Source data Start Marker
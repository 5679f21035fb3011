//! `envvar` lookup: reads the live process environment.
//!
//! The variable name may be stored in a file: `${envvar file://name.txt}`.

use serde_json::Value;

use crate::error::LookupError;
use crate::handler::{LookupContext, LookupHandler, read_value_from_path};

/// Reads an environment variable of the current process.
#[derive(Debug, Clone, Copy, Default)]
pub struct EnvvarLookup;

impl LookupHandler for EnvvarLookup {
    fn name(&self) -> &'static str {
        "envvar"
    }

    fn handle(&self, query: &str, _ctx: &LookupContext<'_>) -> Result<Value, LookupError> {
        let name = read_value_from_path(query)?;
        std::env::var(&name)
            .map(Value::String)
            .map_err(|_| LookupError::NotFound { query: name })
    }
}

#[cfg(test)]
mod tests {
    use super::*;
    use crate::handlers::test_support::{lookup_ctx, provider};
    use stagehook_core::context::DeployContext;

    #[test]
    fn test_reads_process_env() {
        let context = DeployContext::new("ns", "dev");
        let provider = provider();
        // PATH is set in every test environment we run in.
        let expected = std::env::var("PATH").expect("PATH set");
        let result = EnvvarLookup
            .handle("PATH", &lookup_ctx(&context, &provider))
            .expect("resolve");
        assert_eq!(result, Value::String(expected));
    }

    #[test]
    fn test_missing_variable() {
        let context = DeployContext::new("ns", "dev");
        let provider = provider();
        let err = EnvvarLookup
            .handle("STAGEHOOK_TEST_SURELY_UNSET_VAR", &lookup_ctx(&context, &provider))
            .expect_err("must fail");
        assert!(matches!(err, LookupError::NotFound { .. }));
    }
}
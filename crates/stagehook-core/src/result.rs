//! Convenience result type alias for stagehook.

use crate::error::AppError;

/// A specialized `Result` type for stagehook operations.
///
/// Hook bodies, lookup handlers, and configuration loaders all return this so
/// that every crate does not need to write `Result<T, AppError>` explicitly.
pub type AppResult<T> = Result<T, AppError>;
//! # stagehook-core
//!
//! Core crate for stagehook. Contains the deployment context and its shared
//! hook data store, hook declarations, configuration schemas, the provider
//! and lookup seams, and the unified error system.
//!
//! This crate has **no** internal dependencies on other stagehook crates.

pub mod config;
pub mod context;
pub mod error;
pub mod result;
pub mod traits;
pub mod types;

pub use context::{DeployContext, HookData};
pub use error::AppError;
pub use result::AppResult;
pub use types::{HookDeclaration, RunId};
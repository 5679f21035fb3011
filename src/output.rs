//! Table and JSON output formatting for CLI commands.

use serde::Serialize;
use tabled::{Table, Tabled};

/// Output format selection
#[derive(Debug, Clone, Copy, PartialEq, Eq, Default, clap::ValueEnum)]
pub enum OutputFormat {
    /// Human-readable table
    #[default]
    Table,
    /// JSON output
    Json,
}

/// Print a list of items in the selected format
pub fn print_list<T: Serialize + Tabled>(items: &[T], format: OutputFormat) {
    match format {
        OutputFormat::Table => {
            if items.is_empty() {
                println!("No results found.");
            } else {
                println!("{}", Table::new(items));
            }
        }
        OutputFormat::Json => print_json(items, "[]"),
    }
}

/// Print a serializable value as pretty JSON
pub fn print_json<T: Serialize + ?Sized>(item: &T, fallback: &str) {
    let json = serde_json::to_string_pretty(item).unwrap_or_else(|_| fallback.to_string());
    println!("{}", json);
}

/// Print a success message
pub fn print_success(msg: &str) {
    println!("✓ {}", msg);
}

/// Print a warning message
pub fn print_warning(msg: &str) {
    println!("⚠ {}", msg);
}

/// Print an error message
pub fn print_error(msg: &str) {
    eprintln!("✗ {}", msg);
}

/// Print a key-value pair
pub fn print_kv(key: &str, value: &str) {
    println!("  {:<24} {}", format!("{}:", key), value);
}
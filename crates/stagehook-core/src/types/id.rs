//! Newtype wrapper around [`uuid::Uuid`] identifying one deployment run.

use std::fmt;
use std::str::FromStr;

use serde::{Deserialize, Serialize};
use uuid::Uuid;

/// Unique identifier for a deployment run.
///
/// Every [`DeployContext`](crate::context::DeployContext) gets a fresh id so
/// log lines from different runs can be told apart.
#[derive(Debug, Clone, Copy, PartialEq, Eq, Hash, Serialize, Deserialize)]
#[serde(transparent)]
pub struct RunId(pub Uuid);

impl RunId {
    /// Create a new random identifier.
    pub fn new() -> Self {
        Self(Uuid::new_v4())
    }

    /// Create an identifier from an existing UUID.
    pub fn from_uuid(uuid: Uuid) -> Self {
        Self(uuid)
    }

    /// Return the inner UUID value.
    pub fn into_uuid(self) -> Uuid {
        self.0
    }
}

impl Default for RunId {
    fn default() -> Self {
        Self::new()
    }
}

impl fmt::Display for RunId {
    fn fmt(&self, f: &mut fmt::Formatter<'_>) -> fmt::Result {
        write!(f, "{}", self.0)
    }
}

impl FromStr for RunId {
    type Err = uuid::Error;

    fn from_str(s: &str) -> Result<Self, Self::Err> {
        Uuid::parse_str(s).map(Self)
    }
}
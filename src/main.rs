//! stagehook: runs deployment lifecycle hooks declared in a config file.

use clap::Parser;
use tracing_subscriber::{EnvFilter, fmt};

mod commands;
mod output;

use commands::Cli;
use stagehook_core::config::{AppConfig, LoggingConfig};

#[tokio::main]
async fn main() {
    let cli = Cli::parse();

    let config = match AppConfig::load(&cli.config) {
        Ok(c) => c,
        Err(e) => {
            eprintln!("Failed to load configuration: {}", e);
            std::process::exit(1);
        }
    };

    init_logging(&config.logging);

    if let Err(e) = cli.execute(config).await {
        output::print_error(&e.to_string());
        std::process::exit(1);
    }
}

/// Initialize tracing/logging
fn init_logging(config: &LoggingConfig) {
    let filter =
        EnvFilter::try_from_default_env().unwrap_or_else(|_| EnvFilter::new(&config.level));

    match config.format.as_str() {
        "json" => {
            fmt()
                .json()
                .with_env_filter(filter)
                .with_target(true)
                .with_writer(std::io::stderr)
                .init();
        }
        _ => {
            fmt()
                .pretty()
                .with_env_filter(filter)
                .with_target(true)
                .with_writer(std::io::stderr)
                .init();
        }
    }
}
Source data End Marker
**Problem to solve:**
Print the data again exactly.

**Answer section:**
repository 5679f21035fb3011
//! `envvar` lookup: reads the live process environment.
//!
//! The variable name may be stored in a file: `${envvar file://name.txt}`.

use serde_json::Value;

use crate::error::LookupError;
use crate::handler::{LookupContext, LookupHandler, read_value_from_path};

/// Reads an environment variable of the current process.
#[derive(Debug, Clone, Copy, Default)]
pub struct EnvvarLookup;

impl LookupHandler for EnvvarLookup {
    fn name(&self) -> &'static str {
        "envvar"
    }

    fn handle(&self, query: &str, _ctx: &LookupContext<'_>) -> Result<Value, LookupError> {
        let name = read_value_from_path(query)?;
        std::env::var(&name)
            .map(Value::String)
            .map_err(|_| LookupError::NotFound { query: name })
    }
}

#[cfg(test)]
mod tests {
    use super::*;
    use crate::handlers::test_support::{lookup_ctx, provider};
    use stagehook_core::context::DeployContext;

    #[test]
    fn test_reads_process_env() {
        let context = DeployContext::new("ns", "dev");
        let provider = provider();
        // PATH is set in every test environment we run in.
        let expected = std::env::var("PATH").expect("PATH set");
        let result = EnvvarLookup
            .handle("PATH", &lookup_ctx(&context, &provider))
            .expect("resolve");
        assert_eq!(result, Value::String(expected));
    }

    #[test]
    fn test_missing_variable() {
        let context = DeployContext::new("ns", "dev");
        let provider = provider();
        let err = EnvvarLookup
            .handle("STAGEHOOK_TEST_SURELY_UNSET_VAR", &lookup_ctx(&context, &provider))
            .expect_err("must fail");
        assert!(matches!(err, LookupError::NotFound { .. }));
    }
}
filename crates/stagehook-core/src/result.rs
//! Convenience result type alias for stagehook.

use crate::error::AppError;

/// A specialized `Result` type for stagehook operations.
///
/// Hook bodies, lookup handlers, and configuration loaders all return this so
/// that every crate does not need to write `Result<T, AppError>` explicitly.
pub type AppResult<T> = Result<T, AppError>;
//! # stagehook-core
//!
//! Core crate for stagehook. Contains the deployment context and its shared
//! hook data store, hook declarations, configuration schemas, the provider
//! and lookup seams, and the unified error system.
//!
//! This crate has **no** internal dependencies on other stagehook crates.

pub mod config;
pub mod context;
pub mod error;
pub mod result;
pub mod traits;
pub mod types;

pub use context::{DeployContext, HookData};
pub use error::AppError;
pub use result::AppResult;
pub use types::{HookDeclaration, RunId};
repository 5679f21035fb3011
filename src/output.rs
//! Table and JSON output formatting for CLI commands.

use serde::Serialize;
use tabled::{Table, Tabled};

/// Output format selection
#[derive(Debug, Clone, Copy, PartialEq, Eq, Default, clap::ValueEnum)]
pub enum OutputFormat {
    /// Human-readable table
    #[default]
    Table,
    /// JSON output
    Json,
}

/// Print a list of items in the selected format
pub fn print_list<T: Serialize + Tabled>(items: &[T], format: OutputFormat) {
    match format {
        OutputFormat::Table => {
            if items.is_empty() {
                println!("No results found.");
            } else {
                println!("{}", Table::new(items));
            }
        }
        OutputFormat::Json => print_json(items, "[]"),
    }
}

/// Print a serializable value as pretty JSON
pub fn print_json<T: Serialize + ?Sized>(item: &T, fallback: &str) {
    let json = serde_json::to_string_pretty(item).unwrap_or_else(|_| fallback.to_string());
    println!("{}", json);
}

/// Print a success message
pub fn print_success(msg: &str) {
    println!("✓ {}", msg);
}

/// Print a warning message
pub fn print_warning(msg: &str) {
    println!("⚠ {}", msg);
}

/// Print an error message
pub fn print_error(msg: &str) {
    eprintln!("✗ {}", msg);
}

/// Print a key-value pair
pub fn print_kv(key: &str, value: &str) {
    println!("  {:<24} {}", format!("{}:", key), value);
}
filename crates/stagehook-core/src/types/id.rs
//! Newtype wrapper around [`uuid::Uuid`] identifying one deployment run.

use std::fmt;
use std::str::FromStr;

use serde::{Deserialize, Serialize};
use uuid::Uuid;

/// Unique identifier for a deployment run.
///
/// Every [`DeployContext`](crate::context::DeployContext) gets a fresh id so
/// log lines from different runs can be told apart.
#[derive(Debug, Clone, Copy, PartialEq, Eq, Hash, Serialize, Deserialize)]
#[serde(transparent)]
pub struct RunId(pub Uuid);

impl RunId {
    /// Create a new random identifier.
    pub fn new() -> Self {
        Self(Uuid::new_v4())
    }

    /// Create an identifier from an existing UUID.
    pub fn from_uuid(uuid: Uuid) -> Self {
        Self(uuid)
    }

    /// Return the inner UUID value.
    pub fn into_uuid(self) -> Uuid {
        self.0
    }
}

impl Default for RunId {
    fn default() -> Self {
        Self::new()
    }
}

impl fmt::Display for RunId {
    fn fmt(&self, f: &mut fmt::Formatter<'_>) -> fmt::Result {
        write!(f, "{}", self.0)
    }
}

impl FromStr for RunId {
    type Err = uuid::Error;

    fn from_str(s: &str) -> Result<Self, Self::Err> {
        Uuid::parse_str(s).map(Self)
    }
}
filename src/main.rs
//! stagehook: runs deployment lifecycle hooks declared in a config file.

use clap::Parser;
use tracing_subscriber::{EnvFilter, fmt};

mod commands;
mod output;

use commands::Cli;
use stagehook_core::config::{AppConfig, LoggingConfig};

#[tokio::main]
async fn main() {
    let cli = Cli::parse();

    let config = match AppConfig::load(&cli.config) {
        Ok(c) => c,
        Err(e) => {
            eprintln!("Failed to load configuration: {}", e);
            std::process::exit(1);
        }
    };

    init_logging(&config.logging);

    if let Err(e) = cli.execute(config).await {
        output::print_error(&e.to_string());
        std::process::exit(1);
    }
}

/// Initialize tracing/logging
fn init_logging(config: &LoggingConfig) {
    let filter =
        EnvFilter::try_from_default_env().unwrap_or_else(|_| EnvFilter::new(&config.level));

    match config.format.as_str() {
        "json" => {
            fmt()
                .json()
                .with_env_filter(filter)
                .with_target(true)
                .with_writer(std::io::stderr)
                .init();
        }
        _ => {
            fmt()
                .pretty()
                .with_env_filter(filter)
                .with_target(true)
                .with_writer(std::io::stderr)
                .init();
        }
    }
}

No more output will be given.